期刊名称:Proceedings of the National Academy of Sciences
印刷版ISSN:0027-8424
电子版ISSN:1091-6490
出版年度:1980
卷号:77
期号:5
页码:2762-2766
DOI:10.1073/pnas.77.5.2762
语种:English
出版社:The National Academy of Sciences of the United States of America
摘要:Bovine scapular and articular chondrocytes were isolated from fresh cartilage and disrupted by sonication. The disrupted cells had the ability to stimulate DNA synthesis and cell division in vitro in chondrocytes and in 3T3 cells. Subcellular fractions were prepared by two methods, enucleation with cytochalasin B and lysis of cells with Nonidet P-40. After enucleation of chondrocytes, karyoplasts and cytoplasts were collected, disrupted by sonication, and tested for their ability to stimulate DNA synthesis. Over 95% of the cellular growth factor activity was localized in the karyoplast. In addition, after lysis of chondrocytes in Nonidet P-40, over 95% of the growth factor activity was recovered in the nuclear fraction. Chondrocyte chromatin was prepared by low ionic strength detergent treatment of karyoplasts. All of the growth factor activity of the karyoplast was found to be associated with chromatin.

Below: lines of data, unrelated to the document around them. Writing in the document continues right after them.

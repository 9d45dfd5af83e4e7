//! Токены SQL токенизатора sqlscan
//!
//! Токен хранит точную подстроку исходного текста: пробелы и комментарии
//! сохраняются без изменений, чтобы форматтер мог восстановить запрос.

use serde::{Deserialize, Serialize};
use std::fmt;

/// Позиция токена в исходном тексте
#[derive(Debug, Clone, Copy, PartialEq, Eq, Serialize, Deserialize)]
pub struct Position {
    pub line: usize,
    pub column: usize,
    /// Смещение в байтах от начала входа
    pub offset: usize,
}

impl Position {
    pub fn new(line: usize, column: usize, offset: usize) -> Self {
        Self {
            line,
            column,
            offset,
        }
    }

    pub fn start() -> Self {
        Self::new(1, 1, 0)
    }

    /// Возвращает позицию сразу после указанного текста
    pub fn advanced_by(&self, text: &str) -> Self {
        let mut next = *self;
        for ch in text.chars() {
            if ch == '\n' {
                next.line += 1;
                next.column = 1;
            } else {
                next.column += 1;
            }
        }
        next.offset += text.len();
        next
    }
}

impl Default for Position {
    fn default() -> Self {
        Self::start()
    }
}

impl fmt::Display for Position {
    fn fmt(&self, f: &mut fmt::Formatter<'_>) -> fmt::Result {
        write!(f, "{}:{}", self.line, self.column)
    }
}

/// Типы токенов
#[derive(Debug, Clone, Copy, PartialEq, Eq, Hash, Serialize, Deserialize)]
pub enum TokenKind {
    /// Последовательность пробельных символов
    Whitespace,
    /// Идентификатор или прочее слово
    Word,
    /// Строка в одинарных или двойных кавычках
    Quote,
    /// Идентификатор в обратных кавычках
    BacktickQuote,
    /// Зарезервированное слово
    Reserved,
    /// Ключевое слово, начинающее новую секцию запроса (SELECT, FROM, ...)
    ReservedTopLevel,
    /// Ключевое слово, начинающее новую строку (AND, JOIN, ...)
    ReservedNewline,
    /// Пунктуация и операторы
    Boundary,
    /// Однострочный комментарий
    Comment,
    /// Многострочный комментарий
    BlockComment,
    /// Числовой литерал
    Number,
    /// Нераспознанный символ
    Error,
    /// Пользовательская переменная (@var, :param)
    Variable,
}

impl TokenKind {
    /// Проверяет, является ли токен зарезервированным словом любого вида
    pub fn is_reserved(&self) -> bool {
        matches!(
            self,
            TokenKind::Reserved | TokenKind::ReservedTopLevel | TokenKind::ReservedNewline
        )
    }

    /// Проверяет, является ли токен комментарием
    pub fn is_comment(&self) -> bool {
        matches!(self, TokenKind::Comment | TokenKind::BlockComment)
    }

    /// Проверяет, является ли токен литералом
    pub fn is_literal(&self) -> bool {
        matches!(self, TokenKind::Quote | TokenKind::Number)
    }

    /// Проверяет, следует ли пропустить токен при анализе
    pub fn should_skip(&self) -> bool {
        matches!(self, TokenKind::Whitespace) || self.is_comment()
    }
}

impl fmt::Display for TokenKind {
    fn fmt(&self, f: &mut fmt::Formatter<'_>) -> fmt::Result {
        let name = match self {
            TokenKind::Whitespace => "WHITESPACE",
            TokenKind::Word => "WORD",
            TokenKind::Quote => "QUOTE",
            TokenKind::BacktickQuote => "BACKTICK_QUOTE",
            TokenKind::Reserved => "RESERVED",
            TokenKind::ReservedTopLevel => "RESERVED_TOPLEVEL",
            TokenKind::ReservedNewline => "RESERVED_NEWLINE",
            TokenKind::Boundary => "BOUNDARY",
            TokenKind::Comment => "COMMENT",
            TokenKind::BlockComment => "BLOCK_COMMENT",
            TokenKind::Number => "NUMBER",
            TokenKind::Error => "ERROR",
            TokenKind::Variable => "VARIABLE",
        };
        write!(f, "{}", name)
    }
}

/// Токен с типом, текстом и позицией
#[derive(Debug, Clone, PartialEq, Eq, Serialize, Deserialize)]
pub struct Token {
    pub kind: TokenKind,
    pub text: String,
    /// Слово является вызовом известной функции (за ним следует `(`)
    #[serde(default, skip_serializing_if = "std::ops::Not::not")]
    pub function_call: bool,
    pub position: Position,
}

impl Token {
    /// Создает токен; позицию проставляет сканер
    pub fn new(kind: TokenKind, text: impl Into<String>) -> Self {
        Self {
            kind,
            text: text.into(),
            function_call: false,
            position: Position::start(),
        }
    }

    /// Создает слово, помеченное как вызов функции
    pub fn function(text: impl Into<String>) -> Self {
        Self {
            function_call: true,
            ..Self::new(TokenKind::Word, text)
        }
    }

    /// Возвращает копию токена с указанной позицией
    pub fn at(mut self, position: Position) -> Self {
        self.position = position;
        self
    }

    /// Длина токена в символах
    pub fn char_len(&self) -> usize {
        self.text.chars().count()
    }

    /// Проверяет тип и текст без учета позиции
    pub fn same_lexeme(&self, other: &Token) -> bool {
        self.kind == other.kind
            && self.text == other.text
            && self.function_call == other.function_call
    }
}

impl fmt::Display for Token {
    fn fmt(&self, f: &mut fmt::Formatter<'_>) -> fmt::Result {
        write!(f, "{}({:?}) at {}", self.kind, self.text, self.position)
    }
}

The growth factor activity of chondrocytes, cytoplasts, karyoplasts, and chromatin was analyzed by gel filtration on Bio-Gel A-0.5 m equilibrated with 4 M guanidine . HCl and 5 mM dithiothreitol. Chondrocytes, chondrocyte karyoplasts, and chondrocyte chromatin had similar column elution profiles, with molecular weights in the range of 12,000-22,000.